Heterogeneity is a key word in this study, as conditions vary considerably among economies; this is why conclusions need to be qualified when warranted. From this perspective I proceed next.
- Let me first highlight major dynamics in Europe after 2000 –when it was clear that joining the EU (with its the Single Market) was to happen:
- Catching up has taken place on a large scale. Romania’s GDP/head, for instance, while at around 22-23 of EU average in 2002-2003 stands at around 63-64% in PPP terms now. But as the study justly argues, together with basic institutions and mechanisms of a market economy, inclusion is a must for sustainable reforms and economic stability;
- Catching up has gone through a major bump during 2009-2012; potential growth as thought of in both advanced (AE) and emerging economies (EM) before the Great Recession has been dented by almost half (1,5 from2-2.5% in AEs and 3.0-3.5% from 5-6% in EEs, according to some estimates); this augments the significance of this report;
- The Study rightly emphasizes the importance of good governance. I would add the “intellectual ownership” of policies and reforms; good institutions will make more difference in the years to come as scarce resources would be with us for the long term in view of the impact of adverse shocks, climate change, market disruptions, wars and other major conflicts!!
- Institutional reforms and strong institutions, defending the rule of law and not allowing vested interests to capture the state and its policy-making apparatus, diminishing rent-seeking, combating monopolies (whether public or private) and market power abuse, inclusion, underpin a well functioning economy; all this contributes to a sense of fairness in society (and fairnessis key in understanding social strife in Europe nowadays)
- The Report deals with finance, trade, product, labor markets and governance reforms, with the supply side. But policies can vary; they need to be smart and pragmatic (open-minded, as Dani Rodrik would say) if an economy is to overcome the middle income trap. WB, IMF, EBRD reports, after the first and the second decade of transition, stressed that simply privatizing and freeing prices are not sufficient to this end;
- Good policy-making implies avoiding egregious policy mistakes. An example in Romania is Ordinance 114, that contained, among others, a nonsensical “innovation”: linking a bank assets tax with the monetary policy rate, basically taxing monetary policy. Fortunately, a damage control reaction was possible; but that ordinance still has to be dealt with.
- The context does matter greatly and the Report is unambiguous about it: when conditions are favorable, it is easier to undertake reforms. But key parameters of the global context have been shifting fundamentally. Just think about:
a/ the erosion of the liberal international order and fragmentation of the global economy. A de-globalization process seems to be underway. Geopolitics and security concerns play a major role here (de-coupling of industrial sectors for defense reasons (US-China); this will affect supply chains quite likely and foster the creation of regional groupings, of blocs. How would EU economies compete in this new world?

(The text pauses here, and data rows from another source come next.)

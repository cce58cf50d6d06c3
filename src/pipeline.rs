// Steps run in order: output dir → fetch → vocab → export → quantize → validate → size
// report → taxonomy metadata. Strictly sequential; the first failure aborts the run.

use std::fs;
use std::io::Write;
use std::path::{Path, PathBuf};

use anyhow::Context;
use prost::Message;

use crate::config;
use crate::error::{PrepError, PrepResult};
use crate::export::{encode_sample, GraphExporter};
use crate::metadata::IntentMetadata;
use crate::onnx::checker::check_model;
use crate::onnx::proto::ModelProto;
use crate::onnx::quantize::{quantize_dynamic, QuantType};
use crate::registry::hub::sha256_file;
use crate::registry::ModelRegistry;
use crate::vocab::Vocabulary;

/// Knobs with fixed defaults; tests shrink the sequence length.
#[derive(Debug, Clone)]
pub struct PrepareOptions {
    pub sample_input: String,
    pub max_sequence_length: usize,
}

impl Default for PrepareOptions {
    fn default() -> Self {
        Self {
            sample_input: config::export::SAMPLE_INPUT.to_string(),
            max_sequence_length: config::export::MAX_SEQUENCE_LENGTH,
        }
    }
}

#[derive(Debug, Clone, PartialEq)]
pub struct SizeReport {
    pub original_bytes: u64,
    pub quantized_bytes: u64,
}

impl SizeReport {
    pub fn original_mb(&self) -> f64 {
        self.original_bytes as f64 / config::artifacts::BYTES_PER_MB
    }

    pub fn quantized_mb(&self) -> f64 {
        self.quantized_bytes as f64 / config::artifacts::BYTES_PER_MB
    }

    /// `(1 - quantized/original) * 100`; 0 when there is no original to compare against.
    pub fn reduction_percent(&self) -> f64 {
        if self.original_bytes == 0 {
            return 0.0;
        }
        (1.0 - self.quantized_bytes as f64 / self.original_bytes as f64) * 100.0
    }

    pub fn lines(&self) -> Vec<String> {
        vec![
            format!("   Original size: {:.2} MB", self.original_mb()),
            format!("   Quantized size: {:.2} MB", self.quantized_mb()),
            format!("   Size reduction: {:.1}%", self.reduction_percent()),
        ]
    }
}

#[derive(Debug, Clone, PartialEq)]
pub struct Artifact {
    pub path: PathBuf,
    pub sha256: String,
}

#[derive(Debug, Clone, PartialEq)]
pub struct PipelineResult {
    pub vocab: Artifact,
    pub graph: Artifact,
    pub quantized_graph: Artifact,
    pub metadata: Artifact,
    pub sizes: SizeReport,
}

/// Run every step for `model_id`, writing the four artifacts into `output_dir`.
pub fn prepare(
    registry: &dyn ModelRegistry,
    exporter: &dyn GraphExporter,
    model_id: &str,
    output_dir: &Path,
    options: &PrepareOptions,
) -> PrepResult<PipelineResult> {
    // The output location must be usable before anything is fetched.
    fs::create_dir_all(output_dir)
        .with_context(|| format!("failed to create output directory {}", output_dir.display()))
        .map_err(PrepError::Io)?;
    let vocab_path = output_dir.join(config::artifacts::VOCAB_FILE);
    let graph_path = output_dir.join(config::artifacts::GRAPH_FILE);
    let quantized_path = output_dir.join(config::artifacts::QUANTIZED_GRAPH_FILE);
    let metadata_path = output_dir.join(config::artifacts::METADATA_FILE);

    println!("📥 Downloading {model_id} model...");
    let model = registry
        .load(model_id)
        .with_context(|| format!("cannot resolve model '{model_id}'"))
        .map_err(PrepError::Resolution)?;
    log::info!("Model '{}' ready in {}", model.model_id, model.dir.display());

    println!("💾 Saving tokenizer vocabulary...");
    let vocab = Vocabulary::from_tokenizer(&model.tokenizer);
    if vocab.is_empty() {
        return Err(PrepError::Resolution(anyhow::anyhow!(
            "tokenizer for '{model_id}' has an empty vocabulary"
        )));
    }
    let vocab_bytes = vocab.to_json().map_err(PrepError::Io)?;
    write_artifact(&vocab_path, &vocab_bytes).map_err(PrepError::Io)?;
    log::info!("Wrote {} vocabulary entries to {}", vocab.len(), vocab_path.display());

    println!("🔄 Converting to ONNX format...");
    let sample = encode_sample(&model, &options.sample_input, options.max_sequence_length)
        .map_err(PrepError::Export)?;
    let graph = exporter
        .export(&model, &sample)
        .with_context(|| format!("export '{model_id}'"))
        .map_err(PrepError::Export)?;
    write_artifact(&graph_path, &graph.encode_to_vec()).map_err(PrepError::Io)?;

    println!("📦 Quantizing model for mobile...");
    let quantized = quantize_dynamic(&graph, QuantType::QUInt8).map_err(PrepError::Quantization)?;
    write_artifact(&quantized_path, &quantized.encode_to_vec()).map_err(PrepError::Io)?;

    let reloaded = load_model(&quantized_path).map_err(PrepError::Validation)?;
    check_model(&reloaded)
        .with_context(|| format!("{} failed structural checks", quantized_path.display()))
        .map_err(PrepError::Validation)?;
    log::info!("Validated {}", quantized_path.display());

    let sizes = SizeReport {
        original_bytes: file_size(&graph_path).map_err(PrepError::Io)?,
        quantized_bytes: file_size(&quantized_path).map_err(PrepError::Io)?,
    };
    println!("✅ Model conversion complete!");
    for line in sizes.lines() {
        println!("{line}");
    }
    log::info!(
        "Size report: original={} bytes, quantized={} bytes, reduction={:.1}%",
        sizes.original_bytes,
        sizes.quantized_bytes,
        sizes.reduction_percent()
    );

    println!();
    println!("🎯 Creating intent classification layer...");
    let metadata = IntentMetadata::taxonomy().to_json().map_err(PrepError::Io)?;
    write_artifact(&metadata_path, &metadata).map_err(PrepError::Io)?;
    println!("✅ Intent classifier metadata saved!");

    Ok(PipelineResult {
        vocab: digest(vocab_path)?,
        graph: digest(graph_path)?,
        quantized_graph: digest(quantized_path)?,
        metadata: digest(metadata_path)?,
        sizes,
    })
}

pub fn load_model(path: &Path) -> anyhow::Result<ModelProto> {
    let bytes = fs::read(path).with_context(|| format!("read {}", path.display()))?;
    ModelProto::decode(bytes.as_slice()).with_context(|| format!("decode ONNX model {}", path.display()))
}

fn file_size(path: &Path) -> anyhow::Result<u64> {
    Ok(fs::metadata(path).with_context(|| format!("stat {}", path.display()))?.len())
}

fn digest(path: PathBuf) -> PrepResult<Artifact> {
    let sha256 = sha256_file(&path).map_err(PrepError::Io)?;
    log::info!("{} sha256 {}", path.display(), sha256);
    Ok(Artifact { path, sha256 })
}

/// Write `bytes` to `dest` via a `.tmp` sibling and rename. Stale artifacts from earlier runs are
/// replaced.
fn write_artifact(dest: &Path, bytes: &[u8]) -> anyhow::Result<()> {
    if dest.exists() {
        log::warn!("Overwriting existing artifact {}", dest.display());
    }

    let mut tmp_name = dest.file_name().unwrap_or_default().to_os_string();
    tmp_name.push(".tmp");
    let tmp_path = dest.with_file_name(tmp_name);

    let mut file = fs::File::create(&tmp_path)
        .with_context(|| format!("failed to create {}", tmp_path.display()))?;
    file.write_all(bytes)
        .with_context(|| format!("failed to write {}", tmp_path.display()))?;
    file.flush()?;
    drop(file);

    fs::rename(&tmp_path, dest)
        .with_context(|| format!("failed to rename {} -> {}", tmp_path.display(), dest.display()))?;
    log::debug!("Wrote {} ({} bytes)", dest.display(), bytes.len());
    Ok(())
}

#[cfg(test)]
mod tests {
    use super::*;
    use crate::export::DistilBertExporter;
    use crate::registry::LocalRegistry;
    use crate::test_support::write_tiny_model;

    fn small_options() -> PrepareOptions {
        PrepareOptions {
            max_sequence_length: 32,
            ..Default::default()
        }
    }

    #[test]
    fn test_size_report_math() {
        let mb = 1024 * 1024;
        let r = SizeReport {
            original_bytes: 260 * mb,
            quantized_bytes: 65 * mb,
        };
        assert!((r.reduction_percent() - 75.0).abs() < 1e-9);
        assert!((r.original_mb() - 260.0).abs() < 1e-9);
        assert_eq!(r.lines()[2], "   Size reduction: 75.0%");

        let empty = SizeReport { original_bytes: 0, quantized_bytes: 0 };
        assert_eq!(empty.reduction_percent(), 0.0);
    }

    #[test]
    fn test_full_run_writes_four_artifacts() {
        let models = tempfile::tempdir().unwrap();
        write_tiny_model(&models.path().join("tiny"));
        let out = tempfile::tempdir().unwrap();
        let out_dir = out.path().join("assets/models");

        let result = prepare(
            &LocalRegistry::new(models.path()),
            &DistilBertExporter::default(),
            "tiny",
            &out_dir,
            &small_options(),
        )
        .unwrap();

        for artifact in [&result.vocab, &result.graph, &result.quantized_graph, &result.metadata] {
            let len = fs::metadata(&artifact.path).unwrap().len();
            assert!(len > 0, "{} is empty", artifact.path.display());
            assert_eq!(artifact.sha256.len(), 64);
        }
        assert_eq!(result.graph.path, out_dir.join("distilbert.onnx"));
        assert!(result.sizes.quantized_bytes <= result.sizes.original_bytes);
        assert!(result.sizes.reduction_percent() > 0.0);

        let metadata: IntentMetadata =
            serde_json::from_slice(&fs::read(&result.metadata.path).unwrap()).unwrap();
        assert_eq!(metadata, IntentMetadata::taxonomy());

        let vocab: std::collections::HashMap<String, u32> =
            serde_json::from_slice(&fs::read(&result.vocab.path).unwrap()).unwrap();
        assert_eq!(vocab["[CLS]"], 2);

        check_model(&load_model(&result.quantized_graph.path).unwrap()).unwrap();
        // No temp files left behind.
        assert!(fs::read_dir(&out_dir).unwrap().all(|e| !e.unwrap().file_name().to_string_lossy().ends_with(".tmp")));
    }

    #[test]
    fn test_rerun_overwrites_with_identical_metadata() {
        let models = tempfile::tempdir().unwrap();
        write_tiny_model(&models.path().join("tiny"));
        let out = tempfile::tempdir().unwrap();
        let registry = LocalRegistry::new(models.path());
        let exporter = DistilBertExporter::default();

        let first = prepare(&registry, &exporter, "tiny", out.path(), &small_options()).unwrap();
        fs::write(&first.metadata.path, b"stale").unwrap();
        let second = prepare(&registry, &exporter, "tiny", out.path(), &small_options()).unwrap();

        assert_eq!(first.metadata.sha256, second.metadata.sha256);
        assert_eq!(first.vocab.sha256, second.vocab.sha256);
        assert_eq!(first.graph.sha256, second.graph.sha256);
    }

    #[test]
    fn test_output_dir_collision_fails_before_fetch() {
        let tmp = tempfile::tempdir().unwrap();
        let blocker = tmp.path().join("assets");
        fs::write(&blocker, b"not a directory").unwrap();

        // The registry root does not exist either; an Io error proves fetch never ran.
        let err = prepare(
            &LocalRegistry::new(tmp.path().join("no-models")),
            &DistilBertExporter::default(),
            "tiny",
            &blocker.join("models"),
            &small_options(),
        )
        .unwrap_err();
        assert_eq!(err.kind(), "io");
    }

    #[test]
    fn test_unresolvable_model_writes_nothing() {
        let models = tempfile::tempdir().unwrap();
        let out = tempfile::tempdir().unwrap();
        let out_dir = out.path().join("models");

        let err = prepare(
            &LocalRegistry::new(models.path()),
            &DistilBertExporter::default(),
            "missing-model",
            &out_dir,
            &small_options(),
        )
        .unwrap_err();
        assert_eq!(err.kind(), "resolution");
        assert_eq!(fs::read_dir(&out_dir).unwrap().count(), 0);
    }

    #[test]
    fn test_sequence_longer_than_positions_is_export_error() {
        let models = tempfile::tempdir().unwrap();
        write_tiny_model(&models.path().join("tiny"));
        let out = tempfile::tempdir().unwrap();

        let err = prepare(
            &LocalRegistry::new(models.path()),
            &DistilBertExporter::default(),
            "tiny",
            out.path(),
            &PrepareOptions {
                max_sequence_length: 4096,
                ..Default::default()
            },
        )
        .unwrap_err();
        assert_eq!(err.kind(), "export");
        assert!(!out.path().join("distilbert.onnx").exists());
    }
}
//! # Codec Module
//!
//! Byte-level framing of SC payloads.
//!
//! ```text
//! offset 0      meta byte     bit7 = has state, bits6-0 = request count
//! offset 1..5   checksum      CRC-32 of the first block's chain id
//! offset 5..    state block   iff has state
//! then          request blocks, count of them, each starting with a chain id
//! ```
//!
//! All multi-byte integers are big-endian.

pub mod header;
pub mod payload;
pub mod reader;
pub mod request_block;
pub mod state_block;


pub use header::{
    decode_meta, encode_checksum, encode_meta, looks_like_sc_payload, PayloadHeader,
    HEADER_LENGTH, MAX_REQUEST_BLOCKS, MIN_PAYLOAD_LENGTH,
};
pub use payload::{decode, encode, DecodeReport, PayloadCodec};
pub use reader::PayloadReader;
//! # Outbound Ports (Driven Ports)
//!
//! The outer ledger transaction is owned by the ledger and object-storage
//! layers. This crate only ever sees its identifier and its data payload
//! slot; validation, signing and value transfer stay on the other side of
//! this boundary.

use crate::domain::TransactionId;

/// Read access to an outer ledger transaction.
pub trait LedgerTransaction {
    /// Identifier of the transaction.
    fn id(&self) -> TransactionId;

    /// Raw bytes of the data payload slot.
    fn data_payload(&self) -> &[u8];
}

/// Write access to the data payload slot of an outer ledger transaction.
pub trait LedgerTransactionMut: LedgerTransaction {
    /// Replaces the data payload.
    fn set_data_payload(&mut self, payload: Vec<u8>);
}

impl<T: LedgerTransaction + ?Sized> LedgerTransaction for &T {
    fn id(&self) -> TransactionId {
        (**self).id()
    }

    fn data_payload(&self) -> &[u8] {
        (**self).data_payload()
    }
}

b/ currency and trade wars; monetary policies as a proxy for currency wars
c/ the expansion of shadow banking and new systemic risks…
d/ technologies that are highly disruptive; cyber-fare; digitalization induces more inequality unless high skills are evenly distribute in a world of growing disparities
d/ climate change can be highly disruptive; business models need to take into account and change themselves;
e/ parallel currencies can bring havoc in money markets
g/ the proliferation of tail events --that highlight the need for ROBUSTNESS
h/ the importance of liquidity in markets (the recent repo market glitch in the US); we should fear sudden stops;
i/ financial stability as an increasing concern due to persistent low interest rates, low economic growth rates, market fragmentation, adverse shocks;
j/ very low interest rates (a big decline of the neutral rate during the last 30 years) mean a dramatic “policy regime change” (as Olivier Blanchard put it) in AEs, which impacts EEs heavily;
l/ But as the IMF GFS report argues “Lower rates for longer are accompanied by increasing vulnerabilities…”
q/FDI in EEs are less than before the GFC, while search for yield flows gain in significance due to QE policies; EEs need to use domestic resources more efficiently in any way possible. The Report considers probably this reality as a working assumption;
- Wherever reforms can bring about substantial efficiency gains they must not be delayed; reforms should happen by considering complementarities;
- Controlling macro imbalances is a must for EMs; both public and private borrowing do matter –this is the experience of EEs worldwide;
- Do “rules” in the global economy change for the EEs too when it comes to fighting inflation and using “unconventional policies” to combat recession” (read the last issue of the Economist). I would say such an inference is highly misleading since where deficits are large and a central bank does not issue a reserve currency embarking on what some AEs do would be a road to disaster!!!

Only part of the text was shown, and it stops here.